Future economic historians will no doubt cast the dotcom bubble, along with Dutch tulips, as one of the best examples of a capitalist system going completely haywire. And with good reason. For a time, it seemed like any vaguely plausible young man or woman with a convincing line in patter about ‘eyeballs’, ‘land grabs’ and ‘first-mover advantages’ could load up with a few million in venture capital and bank a fortune from the initial public offering a few months later. Mundane matters like having any revenues, or indeed any knowledge of how to build a website, could be conveniently forgotten. In the ‘new economy’, everything seemed possible.

So it’s no surprise that many dreams turned to dust. Investors lost a huge amount of money. And yet, looking back, the main surprise is just how much truth there was to many of the claims made at the height of the bubble. The internet genuinely was a disruptive technology. Big industries have been consigned to history. Others have been changed completely. Look at the state of the newspaper industry. Observe the plight of once-mighty record labels, such as EMI. Music stores, bookshops and travel agents are vanishing from local high streets. And the process hasn’t stopped. Internet-enabled mobiles are only just starting to reach the mass market. Plenty more industries will be changed forever before the web’s impact has played out.

And it really was a ‘land grab’. Want to launch an online book store against Amazon, or a search engine against Google? Forget it. Those companies dominate their space, brushing aside all rivals. They will be the great monopolists of the 21st century – precisely because they got in early and, where necessary, spent big money to establish themselves. All the ‘new economy’ evangelists got wrong was the timing. It all took a bit longer than they predicted. Yet even on that they were only out by a few years. The dotcom boom was more like the railway boom of the 1880s than the tulip craze. Railways had a huge economic impact. Just like that bubble, the dotcom boom took something of real importance and magnified it to daft proportions.

So what’s the equivalent today? There seem to be plenty of bubbles in the world right now. British house prices, for example. Or government bonds. Or equities in China, or any of the other emerging markets giants, such as Brazil, Russia and India. Some are just bonkers. Why are British house prices as high or higher than they were before the credit crunch hit, when they should be much lower? And how can it make sense to lend money for ten years to a practically bankrupt Spanish or Italian – or indeed British – government at rates of around 4%? Those are just bubbles. You don’t want to go anywhere near them.

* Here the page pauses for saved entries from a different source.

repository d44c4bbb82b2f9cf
#[cfg(not(feature = "parking-lot"))]
pub use std::sync::{Mutex, MutexGuard, PoisonError};

#[cfg(feature = "parking-lot")]
pub use parking_lot::Mutex;
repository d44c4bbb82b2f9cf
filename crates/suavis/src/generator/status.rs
use crate::SnowflakeId;

/// The outcome of a single, non-blocking allocation attempt.
///
/// Returned by [`IdAllocator::try_poll_id`]. [`IdAllocator::next_id`] turns
/// `Pending` and `ClockBehind` into waits or errors according to the
/// allocator's [`AllocatorPolicy`].
///
/// # Example
///
/// ```
/// use suavis::{AtomicAllocator, IdAllocator, Poll, TimeSource, WorkerId};
///
/// struct FixedTime;
/// impl TimeSource for FixedTime {
///     fn current_millis(&self) -> u64 {
///         1
///     }
/// }
///
/// let allocator = AtomicAllocator::new(WorkerId::default(), FixedTime);
/// match allocator.try_poll_id().unwrap() {
///     Poll::Ready { id } => println!("ID: {id}"),
///     Poll::Pending { yield_for } => println!("Back off for {yield_for}ms"),
///     Poll::ClockBehind { delta } => println!("Clock moved back {delta}ms"),
/// }
/// ```
///
/// [`IdAllocator::try_poll_id`]: crate::IdAllocator::try_poll_id
/// [`IdAllocator::next_id`]: crate::IdAllocator::next_id
/// [`AllocatorPolicy`]: crate::AllocatorPolicy
#[derive(Debug, Clone, Copy, PartialEq, Eq)]
pub enum Poll {
    /// A unique ID was generated and is ready to use.
    Ready {
        /// The generated ID.
        id: SnowflakeId,
    },
    /// No ID was generated, try again after `yield_for` milliseconds.
    ///
    /// `1` means the current tick's sequence space is exhausted. `0` means a
    /// concurrent caller won the race for the same state and the attempt can
    /// be retried immediately.
    Pending {
        /// Milliseconds to wait before retrying.
        yield_for: u64,
    },
    /// The clock reads `delta` milliseconds earlier than the last issued tick.
    ClockBehind {
        /// Size of the regression in milliseconds.
        delta: u64,
    },
}
use core::time::Duration;
use std::{
    sync::{Arc, OnceLock},
    thread::{self, JoinHandle},
    time::{Instant, SystemTime, UNIX_EPOCH},
};

use portable_atomic::{AtomicU64, Ordering};

use crate::{DEFAULT_EPOCH, TimeSource};

/// Shared ticker thread that updates every millisecond.
#[derive(Debug)]
struct SharedTickerInner {
    current: AtomicU64,
    _handle: OnceLock<JoinHandle<()>>,
}

/// A monotonic time source that returns elapsed time since construction,
/// offset from a user-defined epoch.
///
/// This avoids wall-clock adjustments (e.g., NTP corrections) while still
/// aligning timestamps to a fixed origin. Readings never go backward.
///
/// Internally a background thread stores the milliseconds elapsed since
/// construction (measured with [`Instant`]) into a shared atomic once per
/// millisecond, so reading the clock costs a single atomic load. The offset
/// between the epoch and the wall clock is captured once, at construction.
///
/// Clones share the same ticker. The thread exits after the last clone is
/// dropped.
#[derive(Clone, Debug)]
pub struct MonotonicClock {
    inner: Arc<SharedTickerInner>,
    epoch_offset: u64, // in milliseconds
}

impl Default for MonotonicClock {
    /// Constructs a monotonic clock aligned to [`DEFAULT_EPOCH`].
    fn default() -> Self {
        Self::with_epoch(DEFAULT_EPOCH)
    }
}

impl MonotonicClock {
    /// Constructs a monotonic clock using `epoch` as the origin (t = 0),
    /// given as a [`Duration`] since 1970-01-01 UTC.
    ///
    /// If the wall clock is earlier than `epoch` at construction, the clock
    /// starts from zero.
    ///
    /// # Example
    ///
    /// ```
    /// use std::time::Duration;
    /// use suavis::{MonotonicClock, TimeSource, DEFAULT_EPOCH};
    ///
    /// let clock = MonotonicClock::with_epoch(DEFAULT_EPOCH);
    /// let before = clock.current_millis();
    /// std::thread::sleep(Duration::from_millis(5));
    /// assert!(clock.current_millis() >= before);
    /// ```
    pub fn with_epoch(epoch: Duration) -> Self {
        let start = Instant::now();
        let offset = SystemTime::now()
            .duration_since(UNIX_EPOCH)
            .ok()
            .and_then(|now| now.checked_sub(epoch))
            .map_or(0, |elapsed| {
                u64::try_from(elapsed.as_millis()).unwrap_or(u64::MAX)
            });

        let inner = Arc::new(SharedTickerInner {
            current: AtomicU64::new(0),
            _handle: OnceLock::new(),
        });

        let weak_inner = Arc::downgrade(&inner);
        let handle = thread::spawn(move || {
            let mut tick = 0;

            loop {
                let Some(inner_ref) = weak_inner.upgrade() else {
                    break;
                };

                // Absolute target time of the next tick
                let target = start + Duration::from_millis(tick);

                let now = Instant::now();
                if now < target {
                    thread::sleep(target - now);
                }

                let now_ms = u64::try_from(start.elapsed().as_millis()).unwrap_or(u64::MAX);
                inner_ref.current.store(now_ms, Ordering::Relaxed);

                // Align to the next tick after the current actual time
                tick = now_ms + 1;
            }
        });

        // Only this constructor sets the handle, so this cannot fail.
        let _ = inner._handle.set(handle);

        Self {
            inner,
            epoch_offset: offset,
        }
    }
}

impl TimeSource for MonotonicClock {
    /// Returns the number of milliseconds since the configured epoch, based on
    /// the elapsed monotonic time since construction.
    fn current_millis(&self) -> u64 {
        self.epoch_offset
            .saturating_add(self.inner.current.load(Ordering::Relaxed))
    }
}
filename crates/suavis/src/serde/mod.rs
mod error;
mod snowflake;

pub use error::*;
pub use snowflake::*;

But the Brics? They’re different. Sure, it’s hard to value stocks accurately in China. We’re not sure we really believe the growth figures Beijing publishes, never mind the price/earnings ratios that appear on the Shanghai bourse. We have no real idea whether Brazil can grow in the next decade as rapidly as it did in the last, whether Russia is at long last a stable democracy, or whether India can complete its journey to modernity. We may well look back on the mania for the Bric stockmarkets in 2020 and wonder what on earth we were thinking.

But it’s unlikely that we’ll think nothing of significance was going on. The Bric economies have passed the point of no return. They are too far along the path of industrialisation to go back to being agricultural, resource-based economies. With a combined population of 2.8 billion, that is going to have a huge effect on the global economy. Whole industries, trade patterns, and cycles of capital will be changed permanently.

It’s very similar to the dotcom bubble. Over-hyped and over-sold, but still of huge significance. The lesson is simple. Don’t get fooled by the bubble – when prices get crazy, hold your nerve and refuse to invest, even when they’re racing upwards. But don’t let that blind you to the long-term impact on the rest of the world and your portfolio. If you’d bought tech stocks in 2002 you’d have done pretty well. And if you buy Bric markets after the inevitable correction, you’ll be buying into one of the great trends of the century – and that’s not something any investor wants to miss.